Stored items
*** Begin section ***

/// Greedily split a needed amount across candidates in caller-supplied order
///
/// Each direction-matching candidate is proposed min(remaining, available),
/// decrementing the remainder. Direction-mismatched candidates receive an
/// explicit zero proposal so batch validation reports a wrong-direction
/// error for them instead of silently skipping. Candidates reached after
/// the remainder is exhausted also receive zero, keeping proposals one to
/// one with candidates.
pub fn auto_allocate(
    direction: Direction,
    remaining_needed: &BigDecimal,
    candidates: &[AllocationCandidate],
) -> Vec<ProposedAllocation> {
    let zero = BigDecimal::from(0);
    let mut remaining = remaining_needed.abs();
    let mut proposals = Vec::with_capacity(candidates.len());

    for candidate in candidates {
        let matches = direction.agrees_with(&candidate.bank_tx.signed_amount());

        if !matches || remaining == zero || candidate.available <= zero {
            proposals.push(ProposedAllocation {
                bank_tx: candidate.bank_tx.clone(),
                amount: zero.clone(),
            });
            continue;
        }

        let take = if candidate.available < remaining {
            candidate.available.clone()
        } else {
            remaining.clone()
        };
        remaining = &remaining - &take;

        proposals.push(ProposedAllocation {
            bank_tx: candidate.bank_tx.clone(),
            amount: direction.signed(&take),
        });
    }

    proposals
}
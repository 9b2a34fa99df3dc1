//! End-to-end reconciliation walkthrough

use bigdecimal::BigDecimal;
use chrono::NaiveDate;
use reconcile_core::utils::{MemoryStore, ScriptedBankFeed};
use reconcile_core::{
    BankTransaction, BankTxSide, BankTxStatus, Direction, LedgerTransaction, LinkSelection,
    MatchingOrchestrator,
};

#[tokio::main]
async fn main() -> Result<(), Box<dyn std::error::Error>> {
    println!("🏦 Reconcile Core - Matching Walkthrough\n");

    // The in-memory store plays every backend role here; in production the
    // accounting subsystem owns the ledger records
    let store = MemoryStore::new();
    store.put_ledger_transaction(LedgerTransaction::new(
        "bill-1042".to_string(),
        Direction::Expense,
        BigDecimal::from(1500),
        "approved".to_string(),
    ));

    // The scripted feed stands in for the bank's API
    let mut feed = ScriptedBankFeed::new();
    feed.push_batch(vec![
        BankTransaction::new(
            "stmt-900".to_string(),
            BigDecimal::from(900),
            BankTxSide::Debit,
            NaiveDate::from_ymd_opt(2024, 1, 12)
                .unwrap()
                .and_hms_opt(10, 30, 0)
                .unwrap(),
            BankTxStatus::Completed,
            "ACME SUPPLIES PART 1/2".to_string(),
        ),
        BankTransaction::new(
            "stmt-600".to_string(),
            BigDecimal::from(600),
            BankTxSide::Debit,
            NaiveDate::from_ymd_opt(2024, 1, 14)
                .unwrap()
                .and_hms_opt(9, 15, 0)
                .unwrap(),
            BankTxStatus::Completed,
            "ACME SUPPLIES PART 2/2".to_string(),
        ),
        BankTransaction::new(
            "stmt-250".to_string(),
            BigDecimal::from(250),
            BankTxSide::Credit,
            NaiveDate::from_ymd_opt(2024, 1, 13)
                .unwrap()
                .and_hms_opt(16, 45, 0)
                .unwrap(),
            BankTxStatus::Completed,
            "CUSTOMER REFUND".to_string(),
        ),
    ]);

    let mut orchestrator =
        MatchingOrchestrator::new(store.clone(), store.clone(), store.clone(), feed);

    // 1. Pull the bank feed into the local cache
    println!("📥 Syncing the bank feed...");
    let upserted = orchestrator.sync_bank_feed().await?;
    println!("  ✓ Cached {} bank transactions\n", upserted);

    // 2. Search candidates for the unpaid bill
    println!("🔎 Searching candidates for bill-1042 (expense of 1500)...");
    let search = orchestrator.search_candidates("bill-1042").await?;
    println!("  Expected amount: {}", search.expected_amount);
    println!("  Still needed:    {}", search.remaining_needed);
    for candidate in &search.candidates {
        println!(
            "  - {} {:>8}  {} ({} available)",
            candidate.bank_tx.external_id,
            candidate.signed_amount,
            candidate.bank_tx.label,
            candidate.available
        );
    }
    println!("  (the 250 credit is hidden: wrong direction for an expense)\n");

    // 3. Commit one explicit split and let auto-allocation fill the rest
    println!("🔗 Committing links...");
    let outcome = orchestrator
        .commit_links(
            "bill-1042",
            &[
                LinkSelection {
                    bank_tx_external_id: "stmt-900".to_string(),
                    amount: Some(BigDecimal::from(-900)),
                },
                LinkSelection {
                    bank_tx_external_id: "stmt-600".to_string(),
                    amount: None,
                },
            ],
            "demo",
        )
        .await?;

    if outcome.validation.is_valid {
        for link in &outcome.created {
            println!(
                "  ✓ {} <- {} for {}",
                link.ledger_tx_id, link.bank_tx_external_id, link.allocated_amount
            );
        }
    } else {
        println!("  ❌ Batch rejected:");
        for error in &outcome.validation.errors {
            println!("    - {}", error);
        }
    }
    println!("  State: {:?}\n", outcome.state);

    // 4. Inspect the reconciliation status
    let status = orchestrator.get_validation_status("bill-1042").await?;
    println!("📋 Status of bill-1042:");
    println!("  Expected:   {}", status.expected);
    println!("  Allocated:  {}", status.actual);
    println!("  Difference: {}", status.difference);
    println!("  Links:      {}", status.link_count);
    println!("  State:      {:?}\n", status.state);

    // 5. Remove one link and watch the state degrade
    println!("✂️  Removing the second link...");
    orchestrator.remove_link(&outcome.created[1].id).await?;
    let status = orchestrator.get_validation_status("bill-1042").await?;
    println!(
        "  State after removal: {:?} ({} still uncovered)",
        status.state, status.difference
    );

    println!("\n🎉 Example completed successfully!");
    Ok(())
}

*** End section ***

> TASK DESCRIPTION
Pull each line containing the word "zero" out of the data above.

> EXERCISE ANSWER
/// explicit zero proposal so batch validation reports a wrong-direction
/// the remainder is exhausted also receive zero, keeping proposals one to
    let zero = BigDecimal::from(0);
        if !matches || remaining == zero || candidate.available <= zero {
                amount: zero.clone(),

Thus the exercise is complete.